═════ Supplied information

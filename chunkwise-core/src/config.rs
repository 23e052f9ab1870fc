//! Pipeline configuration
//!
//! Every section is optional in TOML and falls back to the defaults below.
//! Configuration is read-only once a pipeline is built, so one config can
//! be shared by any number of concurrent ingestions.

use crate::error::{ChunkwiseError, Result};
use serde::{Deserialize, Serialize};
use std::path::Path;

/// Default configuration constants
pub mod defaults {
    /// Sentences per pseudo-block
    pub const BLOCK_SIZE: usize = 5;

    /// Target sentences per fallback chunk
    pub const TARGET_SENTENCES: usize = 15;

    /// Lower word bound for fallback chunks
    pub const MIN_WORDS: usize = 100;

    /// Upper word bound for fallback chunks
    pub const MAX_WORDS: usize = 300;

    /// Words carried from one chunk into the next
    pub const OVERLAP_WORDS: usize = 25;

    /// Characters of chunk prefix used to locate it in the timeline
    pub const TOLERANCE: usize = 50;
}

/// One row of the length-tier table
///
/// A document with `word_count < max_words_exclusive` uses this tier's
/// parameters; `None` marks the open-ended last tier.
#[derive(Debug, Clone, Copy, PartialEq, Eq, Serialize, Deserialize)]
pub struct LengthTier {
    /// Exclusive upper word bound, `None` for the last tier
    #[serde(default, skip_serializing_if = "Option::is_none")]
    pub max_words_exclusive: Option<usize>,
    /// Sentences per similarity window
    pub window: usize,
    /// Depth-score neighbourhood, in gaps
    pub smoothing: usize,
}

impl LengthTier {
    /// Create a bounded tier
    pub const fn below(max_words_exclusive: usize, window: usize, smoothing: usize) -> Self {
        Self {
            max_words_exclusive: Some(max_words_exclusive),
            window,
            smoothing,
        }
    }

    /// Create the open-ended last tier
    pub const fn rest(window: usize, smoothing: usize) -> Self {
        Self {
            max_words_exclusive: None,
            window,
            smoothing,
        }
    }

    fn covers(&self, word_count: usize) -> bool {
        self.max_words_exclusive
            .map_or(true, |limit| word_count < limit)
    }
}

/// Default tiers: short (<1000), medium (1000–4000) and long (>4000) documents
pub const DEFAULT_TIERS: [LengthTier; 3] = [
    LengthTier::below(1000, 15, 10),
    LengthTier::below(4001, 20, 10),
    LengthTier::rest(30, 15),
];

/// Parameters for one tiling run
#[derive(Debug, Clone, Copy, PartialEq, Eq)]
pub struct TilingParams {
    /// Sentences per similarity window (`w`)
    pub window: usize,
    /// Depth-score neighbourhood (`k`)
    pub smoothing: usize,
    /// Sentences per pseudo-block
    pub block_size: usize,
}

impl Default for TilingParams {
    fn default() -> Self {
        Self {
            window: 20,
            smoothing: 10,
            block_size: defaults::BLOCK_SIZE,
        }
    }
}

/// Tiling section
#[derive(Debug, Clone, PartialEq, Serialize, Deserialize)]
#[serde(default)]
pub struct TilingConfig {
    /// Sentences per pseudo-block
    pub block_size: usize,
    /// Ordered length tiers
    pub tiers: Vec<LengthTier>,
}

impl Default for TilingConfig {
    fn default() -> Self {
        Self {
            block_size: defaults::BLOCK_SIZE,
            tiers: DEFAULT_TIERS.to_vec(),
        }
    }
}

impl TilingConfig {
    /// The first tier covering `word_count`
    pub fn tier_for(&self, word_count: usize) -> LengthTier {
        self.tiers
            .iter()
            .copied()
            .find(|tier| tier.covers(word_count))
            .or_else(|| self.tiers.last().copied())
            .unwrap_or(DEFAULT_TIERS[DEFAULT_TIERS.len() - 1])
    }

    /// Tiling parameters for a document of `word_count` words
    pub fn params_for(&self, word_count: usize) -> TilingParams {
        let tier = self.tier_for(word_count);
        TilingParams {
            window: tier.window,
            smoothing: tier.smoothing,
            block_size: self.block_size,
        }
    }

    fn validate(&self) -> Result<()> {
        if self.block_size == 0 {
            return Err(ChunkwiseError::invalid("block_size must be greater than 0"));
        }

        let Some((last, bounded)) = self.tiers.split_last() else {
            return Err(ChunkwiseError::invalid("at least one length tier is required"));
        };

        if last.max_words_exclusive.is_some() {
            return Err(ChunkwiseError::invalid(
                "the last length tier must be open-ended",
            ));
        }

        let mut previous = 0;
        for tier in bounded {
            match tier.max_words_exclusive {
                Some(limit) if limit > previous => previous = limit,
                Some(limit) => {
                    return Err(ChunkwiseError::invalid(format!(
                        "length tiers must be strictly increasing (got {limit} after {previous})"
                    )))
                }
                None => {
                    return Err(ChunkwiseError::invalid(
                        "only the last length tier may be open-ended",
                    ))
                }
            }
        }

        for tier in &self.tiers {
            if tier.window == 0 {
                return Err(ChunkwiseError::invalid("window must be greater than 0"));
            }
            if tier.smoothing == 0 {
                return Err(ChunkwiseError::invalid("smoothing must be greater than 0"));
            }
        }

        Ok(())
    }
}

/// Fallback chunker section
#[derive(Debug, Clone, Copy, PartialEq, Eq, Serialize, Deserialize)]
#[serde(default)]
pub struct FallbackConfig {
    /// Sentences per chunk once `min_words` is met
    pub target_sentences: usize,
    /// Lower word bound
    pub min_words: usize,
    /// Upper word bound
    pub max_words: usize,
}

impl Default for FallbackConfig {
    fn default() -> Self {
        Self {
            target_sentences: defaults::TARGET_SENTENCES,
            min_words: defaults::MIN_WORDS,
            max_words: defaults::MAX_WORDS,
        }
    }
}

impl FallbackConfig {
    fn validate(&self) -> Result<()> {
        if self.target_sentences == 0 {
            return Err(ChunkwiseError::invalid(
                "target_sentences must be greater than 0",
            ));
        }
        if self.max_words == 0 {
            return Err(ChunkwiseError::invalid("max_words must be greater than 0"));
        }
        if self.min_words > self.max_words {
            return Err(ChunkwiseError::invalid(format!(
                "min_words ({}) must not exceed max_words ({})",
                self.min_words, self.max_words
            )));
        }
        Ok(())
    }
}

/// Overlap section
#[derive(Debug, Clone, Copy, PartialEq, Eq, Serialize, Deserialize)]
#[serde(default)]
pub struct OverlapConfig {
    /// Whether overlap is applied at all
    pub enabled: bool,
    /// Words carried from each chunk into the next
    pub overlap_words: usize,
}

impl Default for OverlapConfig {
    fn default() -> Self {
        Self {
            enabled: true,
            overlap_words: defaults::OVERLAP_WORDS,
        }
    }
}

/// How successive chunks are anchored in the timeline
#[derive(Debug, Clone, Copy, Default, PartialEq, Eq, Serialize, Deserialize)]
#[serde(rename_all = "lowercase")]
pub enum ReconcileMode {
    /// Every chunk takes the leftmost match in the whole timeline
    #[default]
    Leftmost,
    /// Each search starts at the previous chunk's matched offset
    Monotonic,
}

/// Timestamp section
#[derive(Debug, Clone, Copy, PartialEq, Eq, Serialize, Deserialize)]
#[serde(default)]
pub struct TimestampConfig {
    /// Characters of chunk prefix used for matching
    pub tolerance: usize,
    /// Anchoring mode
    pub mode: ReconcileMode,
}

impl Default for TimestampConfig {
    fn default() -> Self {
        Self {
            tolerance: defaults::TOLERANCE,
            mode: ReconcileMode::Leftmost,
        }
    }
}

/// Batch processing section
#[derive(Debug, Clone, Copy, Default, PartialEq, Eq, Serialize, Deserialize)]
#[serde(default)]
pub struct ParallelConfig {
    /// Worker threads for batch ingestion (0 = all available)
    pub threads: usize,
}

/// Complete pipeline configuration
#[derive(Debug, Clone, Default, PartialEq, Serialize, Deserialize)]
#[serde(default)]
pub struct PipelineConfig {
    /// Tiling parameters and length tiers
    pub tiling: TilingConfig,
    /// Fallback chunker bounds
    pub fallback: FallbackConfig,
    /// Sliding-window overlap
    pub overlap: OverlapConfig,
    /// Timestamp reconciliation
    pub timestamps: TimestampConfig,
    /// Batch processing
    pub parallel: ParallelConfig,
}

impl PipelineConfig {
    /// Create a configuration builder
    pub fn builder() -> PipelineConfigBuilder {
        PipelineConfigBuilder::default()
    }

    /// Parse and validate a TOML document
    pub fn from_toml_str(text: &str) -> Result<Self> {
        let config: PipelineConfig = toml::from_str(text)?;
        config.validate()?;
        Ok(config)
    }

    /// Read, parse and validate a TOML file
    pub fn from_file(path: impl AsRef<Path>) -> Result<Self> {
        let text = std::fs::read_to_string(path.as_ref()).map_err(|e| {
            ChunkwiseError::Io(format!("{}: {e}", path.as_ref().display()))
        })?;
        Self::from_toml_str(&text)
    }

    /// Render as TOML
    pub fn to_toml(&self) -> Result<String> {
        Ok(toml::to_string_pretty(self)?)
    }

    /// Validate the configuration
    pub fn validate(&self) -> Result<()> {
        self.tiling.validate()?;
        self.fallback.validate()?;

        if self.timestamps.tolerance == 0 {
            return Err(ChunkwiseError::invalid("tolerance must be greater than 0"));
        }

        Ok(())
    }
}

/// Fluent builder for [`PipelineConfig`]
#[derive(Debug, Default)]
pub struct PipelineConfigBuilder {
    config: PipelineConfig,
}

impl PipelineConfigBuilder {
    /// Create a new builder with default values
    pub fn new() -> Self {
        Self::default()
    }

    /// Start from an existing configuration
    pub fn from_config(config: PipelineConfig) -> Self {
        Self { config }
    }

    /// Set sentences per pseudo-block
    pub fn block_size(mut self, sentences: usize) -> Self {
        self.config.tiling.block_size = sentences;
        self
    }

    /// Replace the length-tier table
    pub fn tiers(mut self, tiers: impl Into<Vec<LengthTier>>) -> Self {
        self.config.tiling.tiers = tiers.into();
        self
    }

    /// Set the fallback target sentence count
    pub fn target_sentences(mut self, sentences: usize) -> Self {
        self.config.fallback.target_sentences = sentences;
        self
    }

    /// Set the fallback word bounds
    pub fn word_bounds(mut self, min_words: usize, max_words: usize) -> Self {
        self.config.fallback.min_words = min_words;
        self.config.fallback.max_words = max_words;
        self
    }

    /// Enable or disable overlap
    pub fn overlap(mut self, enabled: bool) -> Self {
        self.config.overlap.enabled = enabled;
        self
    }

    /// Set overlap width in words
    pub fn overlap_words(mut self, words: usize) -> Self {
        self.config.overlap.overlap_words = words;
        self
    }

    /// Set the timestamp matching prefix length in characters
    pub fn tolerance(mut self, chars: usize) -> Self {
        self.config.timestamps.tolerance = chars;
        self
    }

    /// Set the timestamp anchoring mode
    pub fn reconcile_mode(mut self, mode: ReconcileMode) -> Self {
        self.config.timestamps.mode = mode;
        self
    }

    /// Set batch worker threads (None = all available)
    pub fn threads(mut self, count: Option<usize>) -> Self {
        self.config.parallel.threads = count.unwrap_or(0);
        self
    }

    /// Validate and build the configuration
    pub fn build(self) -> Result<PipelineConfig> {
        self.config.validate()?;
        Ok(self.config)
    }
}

══════════

* Your objective
The answer must be every line of the entries that includes the word "prefix".

* Written answer
    /// Characters of chunk prefix used to locate it in the timeline
    /// Characters of chunk prefix used for matching
    /// Set the timestamp matching prefix length in characters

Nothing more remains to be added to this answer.